To compare Reichenstein’s methods with those of other practitioners in the field, RIJ talked with two senior executives at LifeYield, a software-as-a-service company that shows advisers how to make retirement distributions more tax-efficient.

Sharry

“We follow the conventional wisdom,” said Jack Sharry, the chief marketing officer. “But we also maintain the client’s asset allocation. Our software optimizes for asset location and makes recommendations consistent with overall theory.”

“We hit the cash target each year and align the portfolio to the household allocation. We don’t let the allocation drift,” Tom Prior, executive vice president for Advisor Support, told RIJ.

“We quantify the tax benefit of each trade, looking at the most beneficial, then the next most beneficial. It’s not a one-off process,” he said. “Improvements are added each year, which makes the adviser-client relationship stickier. We also create a tax efficiency score for each household. The average is 53%.”

As for converting traditional tax-deferred IRAs to tax-free Roth IRAs, Prior said, “We find that a lot of people talk about it but not a lot do it” after seeing the high initial tax cost of conversion. It’s important to see tax decisions within the context of the whole household’s finance, Sharry and Prior stressed.

Grant Keebler of Keebler and Associates, LLC, a tax advisory firm led by Robert Keebler, CPA, in Green Bay, WI, told RIJ that the conventional drawdown wisdom “is the easy and generally correct advice. However, we’ve proven mathematically that a mix of strategies can produce a better result.”

In a recent slide presentation, the Keeblers demonstrated just how multi-dimensional the tax-minimization task can be. To find the best strategy in a given year, an adviser must consider at least four dimensions of every client: Age (under RMD age or older), wealth and income (low, middle, high or ultra-high), retirement accounts (taxable, tax-deferred and Roth), and tax brackets (10%, 12%, 22%, 24%, 32%, 35% and 37% for 2020).

That’s preliminary to minimizing the impact of Medicare surcharges, to finding opportunities for Roth conversions, to considering risk tolerance, or to determining whether it’s cheaper, tax-wise, for a retiree or her heirs to pay the tax on tax-deferred accounts. For the most complex cases, of course, guidance from a Certified Public Accountant (CPA) will probably be necessary.
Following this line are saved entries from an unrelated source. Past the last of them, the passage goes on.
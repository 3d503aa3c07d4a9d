use super::envelope::Envelope;
use super::length_counter::LengthCounter;
use super::timer::Timer;

/// Timer periods in CPU cycles
const NOISE_PERIOD_TABLE: [u16; 16] = [
    4, 8, 16, 32, 64, 96, 128, 160, 202, 254, 380, 508, 762, 1016, 2034, 4068,
];

/// Noise channel ($400C-$400F): a 15-bit LFSR clocked by the timer
#[derive(Debug, Clone, Copy, PartialEq, Eq, bincode::Encode, bincode::Decode)]
pub struct Noise {
    timer: Timer,
    shift_register: u16,
    /// Short mode: feedback from bit 6 instead of bit 1
    mode: bool,
    envelope: Envelope,
    length: LengthCounter,
}

impl Default for Noise {
    fn default() -> Self {
        Self::new()
    }
}

impl Noise {
    pub fn new() -> Self {
        Self {
            timer: Timer::new(NOISE_PERIOD_TABLE[0] - 1),
            shift_register: 1,
            mode: false,
            envelope: Envelope::new(),
            length: LengthCounter::new(),
        }
    }

    /// Register write; `reg` is the address offset 0-3 ($400D is unused)
    pub fn write_register(&mut self, reg: u16, value: u8) {
        match reg & 0x03 {
            0 => {
                self.length.set_halt(value & 0x20 != 0);
                self.envelope.write_control(value);
            }
            1 => {}
            2 => {
                self.mode = value & 0x80 != 0;
                self.timer
                    .set_period(NOISE_PERIOD_TABLE[(value & 0x0F) as usize] - 1);
            }
            _ => {
                self.length.load(value >> 3);
                self.envelope.restart();
            }
        }
    }

    pub fn clock_timer(&mut self) {
        if self.timer.tick() {
            let tap = if self.mode { 6 } else { 1 };
            let feedback = (self.shift_register ^ (self.shift_register >> tap)) & 0x01;
            self.shift_register = (self.shift_register >> 1) | (feedback << 14);
        }
    }

    pub fn clock_quarter_frame(&mut self) {
        self.envelope.clock(self.length.halted());
    }

    pub fn clock_half_frame(&mut self) {
        self.length.clock();
    }

    pub fn length_counter(&mut self) -> &mut LengthCounter {
        &mut self.length
    }

    pub fn active(&self) -> bool {
        self.length.active()
    }

    pub fn output(&self) -> u8 {
        if self.shift_register & 0x01 != 0 || !self.length.active() {
            0
        } else {
            self.envelope.volume()
        }
    }
}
Source: Keebler & Associates, LLC.

The bottom line: Taxes irk retirees, perhaps even more than they irk younger people. The more money and the more types of accounts that a client has, it seems safe to say, the more he or she needs a tax-efficient drawdown strategy. All of which creates opportunities for advisers to do good and do well by helping retirees maximize not just their annual income but also their legacies.